Task details:
The entries that follow should be duplicated in full, without a single alteration.

Available data:

use crate::{
    auth::{auth::TOKEN_COOKIE, jwt::generate_token, password::verify_password},
    config::Config,
    model::{
        role::Role,
        user::{USER_COLUMNS, UserRow},
    },
    models::LoginRequest,
};
use actix_web::cookie::{Cookie, SameSite, time::Duration};
use actix_web::{HttpResponse, Responder, web};
use serde_json::json;
use sqlx::MySqlPool;
use tracing::{debug, error, info, instrument};

fn token_cookie(token: String, ttl: usize) -> Cookie<'static> {
    Cookie::build(TOKEN_COOKIE, token)
        .path("/")
        .http_only(true)
        .same_site(SameSite::Lax)
        .max_age(Duration::seconds(ttl as i64))
        .finish()
}

/// Login
#[utoipa::path(
    post,
    path = "/api/login",
    request_body = LoginRequest,
    responses(
        (status = 200, description = "Logged in; token set as HttpOnly cookie", body = Object, example = json!({
            "message": "Login successful",
            "token": "eyJhbGciOiJIUzI1NiJ9...",
            "user": { "id": 1, "email": "admin@kampus.ac.id", "isAdmin": true, "isDosen": false }
        })),
        (status = 400, description = "Email or password missing"),
        (status = 401, description = "Invalid credentials"),
        (status = 429, description = "Too many requests")
    ),
    tag = "Auth"
)]
#[instrument(
    name = "auth_login",
    skip(pool, config, user),
    fields(email = %user.email)
)]
pub async fn login(
    user: web::Json<LoginRequest>,
    pool: web::Data<MySqlPool>,
    config: web::Data<Config>,
) -> impl Responder {
    info!("Login request received");

    if user.email.trim().is_empty() || user.password.is_empty() {
        info!("Validation failed: empty email or password");
        return HttpResponse::BadRequest().json(json!({
            "message": "Email and password are required"
        }));
    }

    let sql = format!("SELECT {} FROM users WHERE email = ? LIMIT 1", USER_COLUMNS);
    let db_user = match sqlx::query_as::<_, UserRow>(&sql)
        .bind(user.email.trim())
        .fetch_optional(pool.get_ref())
        .await
    {
        Ok(Some(found)) => {
            debug!(user_id = found.id, "User found");
            found
        }
        Ok(None) => {
            info!("Invalid credentials: user not found");
            return HttpResponse::Unauthorized().json(json!({"message": "Invalid credentials"}));
        }
        Err(e) => {
            error!(error = %e, "Database error while fetching user");
            return HttpResponse::InternalServerError().finish();
        }
    };

    if let Err(e) = verify_password(&user.password, &db_user.password) {
        info!(error = %e, "Invalid credentials: password mismatch");
        return HttpResponse::Unauthorized().json(json!({"message": "Invalid credentials"}));
    }

    let role = db_user.role();
    let token = match generate_token(
        db_user.id,
        db_user.email.clone(),
        role == Role::Admin,
        role == Role::Dosen,
        &config.jwt_secret,
        config.token_ttl,
    ) {
        Ok(t) => t,
        Err(e) => {
            error!(error = %e, "Failed to sign token");
            return HttpResponse::InternalServerError().finish();
        }
    };

    info!(user_id = db_user.id, "Login successful");

    HttpResponse::Ok()
        .cookie(token_cookie(token.clone(), config.token_ttl))
        .json(json!({
            "message": "Login successful",
            "token": token,
            "user": {
                "id": db_user.id,
                "email": db_user.email,
                "isAdmin": role == Role::Admin,
                "isDosen": role == Role::Dosen,
            }
        }))
}

/// Logout
#[utoipa::path(
    post,
    path = "/api/logout",
    responses(
        (status = 200, description = "Token cookie cleared", body = Object, example = json!({
            "message": "Logged out"
        }))
    ),
    tag = "Auth"
)]
pub async fn logout() -> impl Responder {
    let mut cookie = token_cookie(String::new(), 0);
    cookie.make_removal();

    HttpResponse::Ok()
        .cookie(cookie)
        .json(json!({"message": "Logged out"}))
}

#[cfg(test)]
mod tests {
    use super::*;
    use actix_web::{App, http::StatusCode, test as actix_test};

    #[actix_web::test]
    async fn logout_expires_the_token_cookie() {
        let app =
            actix_test::init_service(App::new().route("/api/logout", web::post().to(logout))).await;

        let req = actix_test::TestRequest::post().uri("/api/logout").to_request();
        let resp = actix_test::call_service(&app, req).await;
        assert_eq!(resp.status(), StatusCode::OK);

        let cookie = resp
            .response()
            .cookies()
            .find(|c| c.name() == TOKEN_COOKIE)
            .expect("token cookie");
        assert_eq!(cookie.value(), "");
        assert_eq!(cookie.max_age(), Some(Duration::ZERO));
    }

    #[test]
    fn login_cookie_is_http_only() {
        let cookie = token_cookie("abc".into(), 3600);

        assert_eq!(cookie.http_only(), Some(true));
        assert_eq!(cookie.path(), Some("/"));
        assert_eq!(cookie.max_age(), Some(Duration::hours(1)));
    }
}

Output of the task:
use crate::{
    auth::{auth::TOKEN_COOKIE, jwt::generate_token, password::verify_password},
    config::Config,
    model::{
        role::Role,
        user::{USER_COLUMNS, UserRow},
    },
    models::LoginRequest,
};
use actix_web::cookie::{Cookie, SameSite, time::Duration};
use actix_web::{HttpResponse, Responder, web};
use serde_json::json;
use sqlx::MySqlPool;
use tracing::{debug, error, info, instrument};

fn token_cookie(token: String, ttl: usize) -> Cookie<'static> {
    Cookie::build(TOKEN_COOKIE, token)
        .path("/")
        .http_only(true)
        .same_site(SameSite::Lax)
        .max_age(Duration::seconds(ttl as i64))
        .finish()
}

/// Login
#[utoipa::path(
    post,
    path = "/api/login",
    request_body = LoginRequest,
    responses(
        (status = 200, description = "Logged in; token set as HttpOnly cookie", body = Object, example = json!({
            "message": "Login successful",
            "token": "eyJhbGciOiJIUzI1NiJ9...",
            "user": { "id": 1, "email": "admin@kampus.ac.id", "isAdmin": true, "isDosen": false }
        })),
        (status = 400, description = "Email or password missing"),
        (status = 401, description = "Invalid credentials"),
        (status = 429, description = "Too many requests")
    ),
    tag = "Auth"
)]
#[instrument(
    name = "auth_login",
    skip(pool, config, user),
    fields(email = %user.email)
)]
pub async fn login(
    user: web::Json<LoginRequest>,
    pool: web::Data<MySqlPool>,
    config: web::Data<Config>,
) -> impl Responder {
    info!("Login request received");

    if user.email.trim().is_empty() || user.password.is_empty() {
        info!("Validation failed: empty email or password");
        return HttpResponse::BadRequest().json(json!({
            "message": "Email and password are required"
        }));
    }

    let sql = format!("SELECT {} FROM users WHERE email = ? LIMIT 1", USER_COLUMNS);
    let db_user = match sqlx::query_as::<_, UserRow>(&sql)
        .bind(user.email.trim())
        .fetch_optional(pool.get_ref())
        .await
    {
        Ok(Some(found)) => {
            debug!(user_id = found.id, "User found");
            found
        }
        Ok(None) => {
            info!("Invalid credentials: user not found");
            return HttpResponse::Unauthorized().json(json!({"message": "Invalid credentials"}));
        }
        Err(e) => {
            error!(error = %e, "Database error while fetching user");
            return HttpResponse::InternalServerError().finish();
        }
    };

    if let Err(e) = verify_password(&user.password, &db_user.password) {
        info!(error = %e, "Invalid credentials: password mismatch");
        return HttpResponse::Unauthorized().json(json!({"message": "Invalid credentials"}));
    }

    let role = db_user.role();
    let token = match generate_token(
        db_user.id,
        db_user.email.clone(),
        role == Role::Admin,
        role == Role::Dosen,
        &config.jwt_secret,
        config.token_ttl,
    ) {
        Ok(t) => t,
        Err(e) => {
            error!(error = %e, "Failed to sign token");
            return HttpResponse::InternalServerError().finish();
        }
    };

    info!(user_id = db_user.id, "Login successful");

    HttpResponse::Ok()
        .cookie(token_cookie(token.clone(), config.token_ttl))
        .json(json!({
            "message": "Login successful",
            "token": token,
            "user": {
                "id": db_user.id,
                "email": db_user.email,
                "isAdmin": role == Role::Admin,
                "isDosen": role == Role::Dosen,
            }
        }))
}

/// Logout
#[utoipa::path(
    post,
    path = "/api/logout",
    responses(
        (status = 200, description = "Token cookie cleared", body = Object, example = json!({
            "message": "Logged out"
        }))
    ),
    tag = "Auth"
)]
pub async fn logout() -> impl Responder {
    let mut cookie = token_cookie(String::new(), 0);
    cookie.make_removal();

    HttpResponse::Ok()
        .cookie(cookie)
        .json(json!({"message": "Logged out"}))
}

#[cfg(test)]
mod tests {
    use super::*;
    use actix_web::{App, http::StatusCode, test as actix_test};

    #[actix_web::test]
    async fn logout_expires_the_token_cookie() {
        let app =
            actix_test::init_service(App::new().route("/api/logout", web::post().to(logout))).await;

        let req = actix_test::TestRequest::post().uri("/api/logout").to_request();
        let resp = actix_test::call_service(&app, req).await;
        assert_eq!(resp.status(), StatusCode::OK);

        let cookie = resp
            .response()
            .cookies()
            .find(|c| c.name() == TOKEN_COOKIE)
            .expect("token cookie");
        assert_eq!(cookie.value(), "");
        assert_eq!(cookie.max_age(), Some(Duration::ZERO));
    }

    #[test]
    fn login_cookie_is_http_only() {
        let cookie = token_cookie("abc".into(), 3600);

        assert_eq!(cookie.http_only(), Some(true));
        assert_eq!(cookie.path(), Some("/"));
        assert_eq!(cookie.max_age(), Some(Duration::hours(1)));
    }
}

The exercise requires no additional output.